[Exercise objective]
Please print out every entry below, verbatim.

[The data]
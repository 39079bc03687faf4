//! Price aggregation and bar classification for fare charts
//!
//! Flattened rows are reduced to a mean price per (departure date, arrival date)
//! pair. Each entry of the resulting table becomes one bar; the functions here
//! decide how each bar is highlighted so the rendering layer only maps classes
//! to colours.

use std::collections::BTreeMap;

use chrono::NaiveDate;
use serde::Serialize;
use statrs::statistics::Statistics;
use thiserror::Error;

use crate::data::FlightRow;

/// Errors raised while aggregating prices
#[derive(Debug, Error, PartialEq)]
pub enum PriceError {
    /// A row's price is not a decimal number
    #[error("Invalid price '{price}' for offer {id}")]
    InvalidPrice { id: String, price: String },
}

/// Errors raised while classifying bars
#[derive(Debug, Error, PartialEq, Eq)]
pub enum ChartError {
    /// Grouped colouring needs at least two departure dates
    #[error("Grouped chart needs a departure range of at least 2 days, got {0}")]
    RangeTooShort(usize),
}

/// One aggregated bar: mean price of all rows departing and arriving on these dates
#[derive(Debug, Clone, PartialEq, Serialize)]
pub struct PriceEntry {
    #[serde(rename = "Departure")]
    pub departure: NaiveDate,
    #[serde(rename = "Arrival")]
    pub arrival: NaiveDate,
    #[serde(rename = "Mean Price")]
    pub mean_price: f64,
}

/// Mean prices ordered by (departure date, arrival date)
#[derive(Debug, Clone, Default, PartialEq)]
pub struct PriceTable {
    entries: Vec<PriceEntry>,
}

impl PriceTable {
    pub fn entries(&self) -> &[PriceEntry] {
        &self.entries
    }

    pub fn len(&self) -> usize {
        self.entries.len()
    }

    pub fn is_empty(&self) -> bool {
        self.entries.is_empty()
    }

    /// Mean price of the entry for this date pair, if any
    pub fn get(&self, departure: NaiveDate, arrival: NaiveDate) -> Option<f64> {
        self.entries
            .iter()
            .find(|entry| entry.departure == departure && entry.arrival == arrival)
            .map(|entry| entry.mean_price)
    }

    /// Bars priced at or below this value count as cheap: mean minus one
    /// sample standard deviation. `NaN` when fewer than two entries exist.
    pub fn low_price_threshold(&self) -> f64 {
        let prices: Vec<f64> = self.entries.iter().map(|entry| entry.mean_price).collect();
        if prices.len() < 2 {
            return f64::NAN;
        }
        prices.iter().mean() - prices.iter().std_dev()
    }
}

impl FromIterator<PriceEntry> for PriceTable {
    fn from_iter<I: IntoIterator<Item = PriceEntry>>(iter: I) -> Self {
        let mut entries: Vec<PriceEntry> = iter.into_iter().collect();
        entries.sort_by_key(|entry| (entry.departure, entry.arrival));
        Self { entries }
    }
}

/// Parses a decimal price string such as `"812.43"`
pub fn parse_price(row: &FlightRow) -> Result<f64, PriceError> {
    row.price
        .trim()
        .parse::<f64>()
        .ok()
        .filter(|price| price.is_finite())
        .ok_or_else(|| PriceError::InvalidPrice {
            id: row.id.clone(),
            price: row.price.clone(),
        })
}

/// Averages row prices per (departure date, arrival date), dropping time of day
pub fn aggregate(rows: &[FlightRow]) -> Result<PriceTable, PriceError> {
    let mut groups: BTreeMap<(NaiveDate, NaiveDate), Vec<f64>> = BTreeMap::new();

    for row in rows {
        let price = parse_price(row)?;
        groups
            .entry((row.departure.date(), row.arrival.date()))
            .or_default()
            .push(price);
    }

    Ok(groups
        .into_iter()
        .map(|((departure, arrival), prices)| PriceEntry {
            departure,
            arrival,
            mean_price: prices.iter().mean(),
        })
        .collect())
}

/// How bars are coloured
#[derive(Debug, Clone, Copy, PartialEq, Eq, Default)]
pub enum ChartMode {
    /// Highlight bars priced at or below mean minus one standard deviation
    #[default]
    LowestPrice,
    /// Colour consecutive runs of bars, one colour per run
    Grouped,
}

impl ChartMode {
    pub fn toggle(self) -> Self {
        match self {
            ChartMode::LowestPrice => ChartMode::Grouped,
            ChartMode::Grouped => ChartMode::LowestPrice,
        }
    }

    pub fn label(self) -> &'static str {
        match self {
            ChartMode::LowestPrice => "Lowest price",
            ChartMode::Grouped => "Grouped",
        }
    }
}

/// Highlight class of a single bar
#[derive(Debug, Clone, Copy, PartialEq, Eq)]
pub enum BarClass {
    /// At or below the low-price threshold
    Below,
    /// Above the low-price threshold
    Above,
    /// Member of the n-th consecutive group
    Group(usize),
}

/// Classifies every entry of `table`, in table order.
///
/// In grouped mode the entries are split into runs of
/// `departure_range_length - 1` bars.
pub fn classify(
    table: &PriceTable,
    departure_range_length: usize,
    mode: ChartMode,
) -> Result<Vec<BarClass>, ChartError> {
    match mode {
        ChartMode::LowestPrice => {
            let threshold = table.low_price_threshold();
            Ok(table
                .entries()
                .iter()
                .map(|entry| {
                    if entry.mean_price <= threshold {
                        BarClass::Below
                    } else {
                        BarClass::Above
                    }
                })
                .collect())
        }
        ChartMode::Grouped => {
            if departure_range_length < 2 {
                return Err(ChartError::RangeTooShort(departure_range_length));
            }
            let chunk = departure_range_length - 1;
            Ok((0..table.len()).map(|i| BarClass::Group(i / chunk)).collect())
        }
    }
}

[Result of this task]
repository 39079bc03687faf4
//! Price aggregation and bar classification for fare charts
//!
//! Flattened rows are reduced to a mean price per (departure date, arrival date)
//! pair. Each entry of the resulting table becomes one bar; the functions here
//! decide how each bar is highlighted so the rendering layer only maps classes
//! to colours.

use std::collections::BTreeMap;

use chrono::NaiveDate;
use serde::Serialize;
use statrs::statistics::Statistics;
use thiserror::Error;

use crate::data::FlightRow;

/// Errors raised while aggregating prices
#[derive(Debug, Error, PartialEq)]
pub enum PriceError {
    /// A row's price is not a decimal number
    #[error("Invalid price '{price}' for offer {id}")]
    InvalidPrice { id: String, price: String },
}

/// Errors raised while classifying bars
#[derive(Debug, Error, PartialEq, Eq)]
pub enum ChartError {
    /// Grouped colouring needs at least two departure dates
    #[error("Grouped chart needs a departure range of at least 2 days, got {0}")]
    RangeTooShort(usize),
}

/// One aggregated bar: mean price of all rows departing and arriving on these dates
#[derive(Debug, Clone, PartialEq, Serialize)]
pub struct PriceEntry {
    #[serde(rename = "Departure")]
    pub departure: NaiveDate,
    #[serde(rename = "Arrival")]
    pub arrival: NaiveDate,
    #[serde(rename = "Mean Price")]
    pub mean_price: f64,
}

/// Mean prices ordered by (departure date, arrival date)
#[derive(Debug, Clone, Default, PartialEq)]
pub struct PriceTable {
    entries: Vec<PriceEntry>,
}

impl PriceTable {
    pub fn entries(&self) -> &[PriceEntry] {
        &self.entries
    }

    pub fn len(&self) -> usize {
        self.entries.len()
    }

    pub fn is_empty(&self) -> bool {
        self.entries.is_empty()
    }

    /// Mean price of the entry for this date pair, if any
    pub fn get(&self, departure: NaiveDate, arrival: NaiveDate) -> Option<f64> {
        self.entries
            .iter()
            .find(|entry| entry.departure == departure && entry.arrival == arrival)
            .map(|entry| entry.mean_price)
    }

    /// Bars priced at or below this value count as cheap: mean minus one
    /// sample standard deviation. `NaN` when fewer than two entries exist.
    pub fn low_price_threshold(&self) -> f64 {
        let prices: Vec<f64> = self.entries.iter().map(|entry| entry.mean_price).collect();
        if prices.len() < 2 {
            return f64::NAN;
        }
        prices.iter().mean() - prices.iter().std_dev()
    }
}

impl FromIterator<PriceEntry> for PriceTable {
    fn from_iter<I: IntoIterator<Item = PriceEntry>>(iter: I) -> Self {
        let mut entries: Vec<PriceEntry> = iter.into_iter().collect();
        entries.sort_by_key(|entry| (entry.departure, entry.arrival));
        Self { entries }
    }
}

/// Parses a decimal price string such as `"812.43"`
pub fn parse_price(row: &FlightRow) -> Result<f64, PriceError> {
    row.price
        .trim()
        .parse::<f64>()
        .ok()
        .filter(|price| price.is_finite())
        .ok_or_else(|| PriceError::InvalidPrice {
            id: row.id.clone(),
            price: row.price.clone(),
        })
}

/// Averages row prices per (departure date, arrival date), dropping time of day
pub fn aggregate(rows: &[FlightRow]) -> Result<PriceTable, PriceError> {
    let mut groups: BTreeMap<(NaiveDate, NaiveDate), Vec<f64>> = BTreeMap::new();

    for row in rows {
        let price = parse_price(row)?;
        groups
            .entry((row.departure.date(), row.arrival.date()))
            .or_default()
            .push(price);
    }

    Ok(groups
        .into_iter()
        .map(|((departure, arrival), prices)| PriceEntry {
            departure,
            arrival,
            mean_price: prices.iter().mean(),
        })
        .collect())
}

/// How bars are coloured
#[derive(Debug, Clone, Copy, PartialEq, Eq, Default)]
pub enum ChartMode {
    /// Highlight bars priced at or below mean minus one standard deviation
    #[default]
    LowestPrice,
    /// Colour consecutive runs of bars, one colour per run
    Grouped,
}

impl ChartMode {
    pub fn toggle(self) -> Self {
        match self {
            ChartMode::LowestPrice => ChartMode::Grouped,
            ChartMode::Grouped => ChartMode::LowestPrice,
        }
    }

    pub fn label(self) -> &'static str {
        match self {
            ChartMode::LowestPrice => "Lowest price",
            ChartMode::Grouped => "Grouped",
        }
    }
}

/// Highlight class of a single bar
#[derive(Debug, Clone, Copy, PartialEq, Eq)]
pub enum BarClass {
    /// At or below the low-price threshold
    Below,
    /// Above the low-price threshold
    Above,
    /// Member of the n-th consecutive group
    Group(usize),
}

/// Classifies every entry of `table`, in table order.
///
/// In grouped mode the entries are split into runs of
/// `departure_range_length - 1` bars.
pub fn classify(
    table: &PriceTable,
    departure_range_length: usize,
    mode: ChartMode,
) -> Result<Vec<BarClass>, ChartError> {
    match mode {
        ChartMode::LowestPrice => {
            let threshold = table.low_price_threshold();
            Ok(table
                .entries()
                .iter()
                .map(|entry| {
                    if entry.mean_price <= threshold {
                        BarClass::Below
                    } else {
                        BarClass::Above
                    }
                })
                .collect())
        }
        ChartMode::Grouped => {
            if departure_range_length < 2 {
                return Err(ChartError::RangeTooShort(departure_range_length));
            }
            let chunk = departure_range_length - 1;
            Ok((0..table.len()).map(|i| BarClass::Group(i / chunk)).collect())
        }
    }
}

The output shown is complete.